= EXERCISE =
Nothing should differ. Repeat every record as written.

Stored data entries
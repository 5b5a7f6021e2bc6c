use num::{Float, NumCast};

use crate::utils::math::vector::ZeroSpVec;

/// Term weighting strategy.
///
/// By implementing this trait, a different weighting scheme can be plugged
/// into [`crate::VectorSpaceBuilder`]. `DefaultTFIDFEngine` provides the
/// smoothed textbook formulation.
pub trait TFIDFEngine<N>
where
    N: Float,
{
    /// IDFベクトルを生成するメソッド
    /// # Arguments
    /// * `doc_freqs` - 各 term を含む文書数 (vocabulary の列順)
    /// * `doc_num` - 文書数
    /// # Returns
    /// * `Vec<f64>` - IDFベクトル
    fn idf_vec(doc_freqs: &[u64], doc_num: u64) -> Vec<f64>;

    /// TF × IDF の行ベクトル
    /// # Arguments
    /// * `counts` - (column, count), column 昇順
    /// * `idf` - IDFベクトル
    /// * `dim` - vocabulary size
    /// * `normalize` - L2 正規化するか
    fn tf_idf_vec(counts: &[(usize, u32)], idf: &[f64], dim: usize, normalize: bool) -> ZeroSpVec<N>;

    /// 生の出現回数の行ベクトル
    fn count_vec(counts: &[(usize, u32)], dim: usize) -> ZeroSpVec<N>;
}

/// デフォルトのTF-IDFエンジン
/// `idf = ln((1 + n) / (1 + df)) + 1`
///
/// The `+ 1` keeps a term that appears in every document at a small
/// positive weight instead of zero.
#[derive(Debug, Clone, Copy, Default)]
pub struct DefaultTFIDFEngine;

impl DefaultTFIDFEngine {
    #[inline]
    pub fn idf_calc(doc_num: u64, doc_freq: u64) -> f64 {
        ((1.0 + doc_num as f64) / (1.0 + doc_freq as f64)).ln() + 1.0
    }
}

#[inline]
fn cast<N: Float>(value: f64) -> N {
    <N as NumCast>::from(value).unwrap_or_else(N::zero)
}

impl<N> TFIDFEngine<N> for DefaultTFIDFEngine
where
    N: Float,
{
    fn idf_vec(doc_freqs: &[u64], doc_num: u64) -> Vec<f64> {
        doc_freqs
            .iter()
            .map(|&df| Self::idf_calc(doc_num, df))
            .collect()
    }

    fn tf_idf_vec(counts: &[(usize, u32)], idf: &[f64], dim: usize, normalize: bool) -> ZeroSpVec<N> {
        let weights: Vec<(usize, f64)> = counts
            .iter()
            .map(|&(col, count)| (col, count as f64 * idf.get(col).copied().unwrap_or(0.0)))
            .collect();
        let scale = if normalize {
            let norm = weights.iter().map(|(_, w)| w * w).sum::<f64>().sqrt();
            if norm > 0.0 { 1.0 / norm } else { 1.0 }
        } else {
            1.0
        };
        ZeroSpVec::from_sorted_pairs(dim, weights.into_iter().map(|(col, w)| (col, cast(w * scale))))
    }

    fn count_vec(counts: &[(usize, u32)], dim: usize) -> ZeroSpVec<N> {
        ZeroSpVec::from_sorted_pairs(dim, counts.iter().map(|&(col, count)| (col, cast(count as f64))))
    }
}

= OUTPUT OF THE TASK =
repository 5b5a7f6021e2bc6c
use num::{Float, NumCast};

use crate::utils::math::vector::ZeroSpVec;

/// Term weighting strategy.
///
/// By implementing this trait, a different weighting scheme can be plugged
/// into [`crate::VectorSpaceBuilder`]. `DefaultTFIDFEngine` provides the
/// smoothed textbook formulation.
pub trait TFIDFEngine<N>
where
    N: Float,
{
    /// IDFベクトルを生成するメソッド
    /// # Arguments
    /// * `doc_freqs` - 各 term を含む文書数 (vocabulary の列順)
    /// * `doc_num` - 文書数
    /// # Returns
    /// * `Vec<f64>` - IDFベクトル
    fn idf_vec(doc_freqs: &[u64], doc_num: u64) -> Vec<f64>;

    /// TF × IDF の行ベクトル
    /// # Arguments
    /// * `counts` - (column, count), column 昇順
    /// * `idf` - IDFベクトル
    /// * `dim` - vocabulary size
    /// * `normalize` - L2 正規化するか
    fn tf_idf_vec(counts: &[(usize, u32)], idf: &[f64], dim: usize, normalize: bool) -> ZeroSpVec<N>;

    /// 生の出現回数の行ベクトル
    fn count_vec(counts: &[(usize, u32)], dim: usize) -> ZeroSpVec<N>;
}

/// デフォルトのTF-IDFエンジン
/// `idf = ln((1 + n) / (1 + df)) + 1`
///
/// The `+ 1` keeps a term that appears in every document at a small
/// positive weight instead of zero.
#[derive(Debug, Clone, Copy, Default)]
pub struct DefaultTFIDFEngine;

impl DefaultTFIDFEngine {
    #[inline]
    pub fn idf_calc(doc_num: u64, doc_freq: u64) -> f64 {
        ((1.0 + doc_num as f64) / (1.0 + doc_freq as f64)).ln() + 1.0
    }
}

#[inline]
fn cast<N: Float>(value: f64) -> N {
    <N as NumCast>::from(value).unwrap_or_else(N::zero)
}

impl<N> TFIDFEngine<N> for DefaultTFIDFEngine
where
    N: Float,
{
    fn idf_vec(doc_freqs: &[u64], doc_num: u64) -> Vec<f64> {
        doc_freqs
            .iter()
            .map(|&df| Self::idf_calc(doc_num, df))
            .collect()
    }

    fn tf_idf_vec(counts: &[(usize, u32)], idf: &[f64], dim: usize, normalize: bool) -> ZeroSpVec<N> {
        let weights: Vec<(usize, f64)> = counts
            .iter()
            .map(|&(col, count)| (col, count as f64 * idf.get(col).copied().unwrap_or(0.0)))
            .collect();
        let scale = if normalize {
            let norm = weights.iter().map(|(_, w)| w * w).sum::<f64>().sqrt();
            if norm > 0.0 { 1.0 / norm } else { 1.0 }
        } else {
            1.0
        };
        ZeroSpVec::from_sorted_pairs(dim, weights.into_iter().map(|(col, w)| (col, cast(w * scale))))
    }

    fn count_vec(counts: &[(usize, u32)], dim: usize) -> ZeroSpVec<N> {
        ZeroSpVec::from_sorted_pairs(dim, counts.iter().map(|&(col, count)| (col, cast(count as f64))))
    }
}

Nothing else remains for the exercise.